Anarchism in the US and Emma Goldman
October 30, 1906, Goldman was arrested in Manhattan while attending an anarchist meeting called to protest police suppression of free speech at a previous meeting. She was charged with unlawful assembly for the purpose of overthrowing the government under the new criminal laws against anarchy. (click on >>> NYT article)
October 30, 1953: President Eisenhower formally approved National Security Council Paper No. 162/2 (NSC 162/2). The top secret document made clear that America's nuclear arsenal must be maintained and expanded to meet the communist threat. It also made clear the connection between military spending and a sound American economy.
October 30, 1954: the Department of Defense announced the armed forces had been fully desegregated — seven years after President Truman had instructed the Secretary of Defense to “take steps to have the remaining instances of discrimination in the armed services eliminated as rapidly as possible.”
Cold War & Nuclear Weapons
October 30, 1961, : Soviet Union above-ground nuclear test. 58 megaton—4000 times stronger than the bomb dropped on Hiroshima.
The Beatles before their US appearance
October 30, 1961: two days after Beatles fan Raymond Jones asked for The Beatles' German single "My Bonnie" (recorded with Tony Sheridan) at Brian Epstein's NEMS record store, two girls ask for the same record. Brian Epstein begins to search foreign record company import lists to find the single. Since Epstein had already sold at least 12 dozen copies of Liverpool's "Mersey Beat" magazine (and had written a column for it), it is highly unlikely that he doesn't already know who The Beatles are. Still, Epstein's difficulty in locating the record is probably due to his not knowing that the record was released, not by The Beatles, but by Tony Sheridan and 'The Beat Brothers' ('Beatles' resembles a vulgar slang word in German, so The Beatles' name was changed for this historic single).
October 30, 1965, : 25,000 march in Washington in support of U.S. involvement in Vietnam.
Black History & Mohammed Ali
October 30, 1974: Ali fought the reigning champion George Foreman in an outdoor arena in Kinshasa, Zaire, The fight is known as the “Rumble in the Jungle.” Using his novel “rope-a-dope” strategy, Ali defeated Foreman and after seven years, reclaimed the title of Heavyweight Champion of the World. (click >>> Rumble in the Jungle)
Black History & March to Selma
October 30, 1982: a newly released report said the FBI covered up the violent activities of their informant, Gary Thomas Rowe Jr., but his lawyer said the Government knew it was not getting ''a Sunday school teacher'' when it asked Mr. Rowe to infiltrate the Ku Klux Klan. Mr. Rowe, who was a Klan informant from 1959 to 1965, was charged with murder in the 1965 killing of Viola Liuzzo, a civil rights worker. A Federal appeals court barred him from being brought to trial because of an earlier agreement giving him immunity. The 1979 report was released publicly for the first time because the Justice Department lost a Freedom of Information suit filed by Playboy magazine. In the report department investigators said agents protected Mr. Rowe because the informant ''was simply too valuable to abandon.''
October 30, 1995: a group of doctors and other medical experts in Michigan announced its support of Jack Kevorkian , saying they will draw up a set of guiding principles for the "merciful, dignified, medically-assisted termination of life."

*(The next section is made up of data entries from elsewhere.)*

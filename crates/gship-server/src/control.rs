// SPDX-License-Identifier: Apache-2.0 OR MIT
// Copyright (c) 2025-2026 naskel.com

//! Management plane: Ping, GetStatus, WatchStatus, OverrideZone, plus
//! the gRPC health service.
//!
//! Watch streams do not poll the engine one task per client. A single
//! bridge thread owns the pressure-state subscription and fans zone
//! transitions out through a `tokio::sync::watch`; every stream then
//! selects over its own keepalive ticker and that shared watch, so
//! transitions appear immediately and idle streams still tick.

use std::pin::Pin;
use std::sync::Arc;
use std::time::Duration;

use crossbeam::channel::RecvTimeoutError;
use tokio::sync::watch;
use tokio_stream::Stream;
use tokio_util::sync::CancellationToken;
use tonic::{Request, Response, Status};
use tonic_health::server::HealthReporter;
use tonic_health::ServingStatus;
use tracing::{debug, info};

use gship::pressure::{Controller, PressureState, Zone};
use gship_proto::control::v1::control_service_server::ControlService;
use gship_proto::control::v1::{
    OverrideZoneRequest, OverrideZoneResponse, PingRequest, PingResponse, StatusRequest,
    StatusResponse, WatchStatusRequest, Zone as ProtoZone,
};

use crate::status::{status_snapshot, EngineDeps};

/// Lower bound for watch cadence.
const WATCH_INTERVAL_FLOOR: Duration = Duration::from_millis(100);
/// Cadence when the client does not specify one.
const WATCH_INTERVAL_DEFAULT: Duration = Duration::from_secs(1);

/// Control-plane service implementation. One instance per listener.
#[derive(Clone)]
pub struct ControlApi {
    deps: Arc<EngineDeps>,
    controller: Option<Arc<Controller>>,
    zone_rx: watch::Receiver<Zone>,
}

impl ControlApi {
    pub fn new(
        deps: Arc<EngineDeps>,
        controller: Option<Arc<Controller>>,
        zone_rx: watch::Receiver<Zone>,
    ) -> Self {
        ControlApi {
            deps,
            controller,
            zone_rx,
        }
    }
}

#[tonic::async_trait]
impl ControlService for ControlApi {
    async fn ping(&self, _request: Request<PingRequest>) -> Result<Response<PingResponse>, Status> {
        Ok(Response::new(PingResponse {
            version: env!("CARGO_PKG_VERSION").to_string(),
            uptime_seconds: self.deps.start_time.elapsed().as_secs() as i64,
        }))
    }

    async fn get_status(
        &self,
        _request: Request<StatusRequest>,
    ) -> Result<Response<StatusResponse>, Status> {
        Ok(Response::new(status_snapshot(&self.deps)))
    }

    type WatchStatusStream = Pin<Box<dyn Stream<Item = Result<StatusResponse, Status>> + Send>>;

    async fn watch_status(
        &self,
        request: Request<WatchStatusRequest>,
    ) -> Result<Response<Self::WatchStatusStream>, Status> {
        let interval = watch_interval(request.into_inner().refresh_interval_ms);
        let deps = Arc::clone(&self.deps);
        let mut zone_rx = self.zone_rx.clone();
        debug!(interval_ms = interval.as_millis() as u64, "status stream started");

        let stream = async_stream::stream! {
            let mut ticker = tokio::time::interval(interval);
            ticker.set_missed_tick_behavior(tokio::time::MissedTickBehavior::Skip);
            loop {
                tokio::select! {
                    _ = ticker.tick() => {
                        yield Ok::<_, Status>(status_snapshot(&deps));
                    }
                    changed = zone_rx.changed() => {
                        if changed.is_err() {
                            break;
                        }
                        yield Ok::<_, Status>(status_snapshot(&deps));
                    }
                }
            }
        };
        Ok(Response::new(Box::pin(stream) as Self::WatchStatusStream))
    }

    async fn override_zone(
        &self,
        request: Request<OverrideZoneRequest>,
    ) -> Result<Response<OverrideZoneResponse>, Status> {
        let controller = self
            .controller
            .as_ref()
            .ok_or_else(|| Status::failed_precondition("no controller attached"))?;

        let requested = ProtoZone::try_from(request.into_inner().zone)
            .map_err(|_| Status::invalid_argument("unknown zone"))?;

        match requested {
            ProtoZone::Unspecified => {
                controller.clear_override();
                info!("zone override cleared by operator");
            }
            ProtoZone::Green => controller.override_zone(Zone::Green),
            ProtoZone::Yellow => controller.override_zone(Zone::Yellow),
            ProtoZone::Red => controller.override_zone(Zone::Red),
        }
        Ok(Response::new(OverrideZoneResponse {}))
    }
}

/// Floor to 100 ms; zero means the 1 s default.
fn watch_interval(refresh_interval_ms: u32) -> Duration {
    if refresh_interval_ms == 0 {
        WATCH_INTERVAL_DEFAULT
    } else {
        Duration::from_millis(refresh_interval_ms as u64).max(WATCH_INTERVAL_FLOOR)
    }
}

/// Bridge the engine's synchronous zone subscription into an async
/// watch channel. One thread serves every stream and the health task.
pub fn spawn_zone_bridge(
    state: &Arc<PressureState>,
    token: CancellationToken,
) -> std::io::Result<watch::Receiver<Zone>> {
    let (zone_events, subscription) = state.subscribe();
    let (tx, rx) = watch::channel(state.zone());
    let state = Arc::clone(state);

    std::thread::Builder::new()
        .name("gship-zone-bridge".into())
        .spawn(move || {
            let _subscription = subscription;
            // Notifications can be shed under a burst of transitions, so
            // publish the authoritative current zone rather than the
            // event payload, and reconcile again on every timeout.
            let publish = |tx: &watch::Sender<Zone>| {
                let current = state.zone();
                if *tx.borrow() != current {
                    tx.send_replace(current);
                }
            };
            loop {
                match zone_events.recv_timeout(Duration::from_millis(100)) {
                    Ok(_) => publish(&tx),
                    Err(RecvTimeoutError::Timeout) => {
                        if token.is_cancelled() {
                            return;
                        }
                        publish(&tx);
                    }
                    Err(RecvTimeoutError::Disconnected) => return,
                }
            }
        })?;

    Ok(rx)
}

/// Serving in Green and Yellow, not-serving in Red.
pub fn serving_status_for(zone: Zone) -> ServingStatus {
    if zone == Zone::Red {
        ServingStatus::NotServing
    } else {
        ServingStatus::Serving
    }
}

/// Keep the gRPC health service in lockstep with the zone.
pub async fn zone_health_task(
    mut reporter: HealthReporter,
    mut zone_rx: watch::Receiver<Zone>,
    token: CancellationToken,
) {
    loop {
        let status = serving_status_for(*zone_rx.borrow_and_update());
        reporter.set_service_status("", status).await;
        reporter
            .set_service_status("gship.control.v1.ControlService", status)
            .await;

        tokio::select! {
            _ = token.cancelled() => return,
            changed = zone_rx.changed() => {
                if changed.is_err() {
                    return;
                }
            }
        }
    }
}

#[cfg(test)]
mod tests {
    use super::*;
    use gship::buffer::BufferPool;
    use gship::ingest::Ingester;
    use gship::metrics::EngineMetrics;
    use gship::pressure::{Monitor, MonitorConfig, PressureSource};
    use std::time::Instant;

    fn deps() -> Arc<EngineDeps> {
        let metrics = Arc::new(EngineMetrics::new());
        let state = PressureState::new(Arc::clone(&metrics));
        let monitor = Monitor::new(
            MonitorConfig::default(),
            Arc::clone(&state),
            Arc::clone(&metrics),
        );
        let pool = BufferPool::new();
        let ingester = Ingester::new(
            16,
            Arc::clone(&pool),
            Arc::clone(&monitor),
            Arc::clone(&metrics),
        );
        Arc::new(EngineDeps {
            state,
            monitor,
            pool,
            metrics,
            ingester,
            start_time: Instant::now(),
        })
    }

    fn api(deps: &Arc<EngineDeps>, with_controller: bool) -> ControlApi {
        let controller = with_controller.then(|| {
            Controller::new(
                Arc::clone(&deps.ingester) as Arc<dyn PressureSource>,
                Arc::clone(&deps.state),
            )
        });
        let (_tx, rx) = watch::channel(Zone::Green);
        ControlApi::new(Arc::clone(deps), controller, rx)
    }

    #[test]
    fn watch_interval_floors_and_defaults() {
        assert_eq!(watch_interval(0), Duration::from_secs(1));
        assert_eq!(watch_interval(10), Duration::from_millis(100));
        assert_eq!(watch_interval(100), Duration::from_millis(100));
        assert_eq!(watch_interval(2500), Duration::from_millis(2500));
    }

    #[tokio::test]
    async fn ping_reports_version_and_uptime() {
        let deps = deps();
        let api = api(&deps, false);
        let response = api.ping(Request::new(PingRequest {})).await.expect("ping");
        let body = response.into_inner();
        assert_eq!(body.version, env!("CARGO_PKG_VERSION"));
        assert!(body.uptime_seconds >= 0);
    }

    #[tokio::test]
    async fn override_without_controller_fails_precondition() {
        let deps = deps();
        let api = api(&deps, false);
        let status = api
            .override_zone(Request::new(OverrideZoneRequest {
                zone: ProtoZone::Red as i32,
            }))
            .await
            .unwrap_err();
        assert_eq!(status.code(), tonic::Code::FailedPrecondition);
    }

    #[tokio::test]
    async fn override_pins_and_clear_restores() {
        let deps = deps();
        let api = api(&deps, true);

        api.override_zone(Request::new(OverrideZoneRequest {
            zone: ProtoZone::Red as i32,
        }))
        .await
        .expect("override");
        assert_eq!(deps.state.zone(), Zone::Red);

        api.override_zone(Request::new(OverrideZoneRequest {
            zone: ProtoZone::Unspecified as i32,
        }))
        .await
        .expect("clear");
        // Queue is empty, so reassessment recovers to Green.
        assert_eq!(deps.state.zone(), Zone::Green);
    }

    #[tokio::test]
    async fn get_status_carries_current_zone() {
        let deps = deps();
        let api = api(&deps, false);
        deps.state.set_zone(Zone::Yellow);
        let response = api
            .get_status(Request::new(StatusRequest {}))
            .await
            .expect("status");
        assert_eq!(response.into_inner().zone, ProtoZone::Yellow as i32);
    }

    #[test]
    fn health_is_not_serving_exactly_in_red() {
        assert!(matches!(
            serving_status_for(Zone::Green),
            ServingStatus::Serving
        ));
        assert!(matches!(
            serving_status_for(Zone::Yellow),
            ServingStatus::Serving
        ));
        assert!(matches!(
            serving_status_for(Zone::Red),
            ServingStatus::NotServing
        ));
    }

    #[test]
    fn zone_bridge_forwards_transitions() {
        let metrics = Arc::new(EngineMetrics::new());
        let state = PressureState::new(Arc::clone(&metrics));
        let token = CancellationToken::new();
        let mut rx = spawn_zone_bridge(&state, token.clone()).expect("bridge");

        assert_eq!(*rx.borrow(), Zone::Green);
        state.set_zone(Zone::Red);

        let deadline = Instant::now() + Duration::from_secs(2);
        while *rx.borrow_and_update() != Zone::Red && Instant::now() < deadline {
            std::thread::sleep(Duration::from_millis(10));
        }
        assert_eq!(*rx.borrow(), Zone::Red);
        token.cancel();
    }
}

Immigration History & AIDS
October 30, 2009, LGBT: The Ryan White HIV/AIDS Treatment Extension Act of 2009 signed by President Barack Obama, who announced plans to remove a ban on travel and immigration to the U.S. by individuals with HIV. Obama called the 22-year ban a decision "rooted in fear rather than fact."
October 30, 2013: a Gallop poll measured that sixty percent of Americans say they favor the death penalty for convicted murderers, the lowest level of support Gallup has measured since November 1972, when 57% were in favor. Death penalty support peaked at 80% in 1994, but it has gradually declined since then. October 30, 2015, BLACK HISTORY & Church Burning: David Lopez Jackson was arrested and charged in connection with a pair of recent church fires in and around St. Louis. Authorities charged Jackson with two counts of second-degree arson. His bail was set at $75,000. Chief Sam Dotson of the St. Louis Metropolitan Police Department said the investigation was ongoing, and that Jackson was a suspect in the other five fires that were set earlier this month.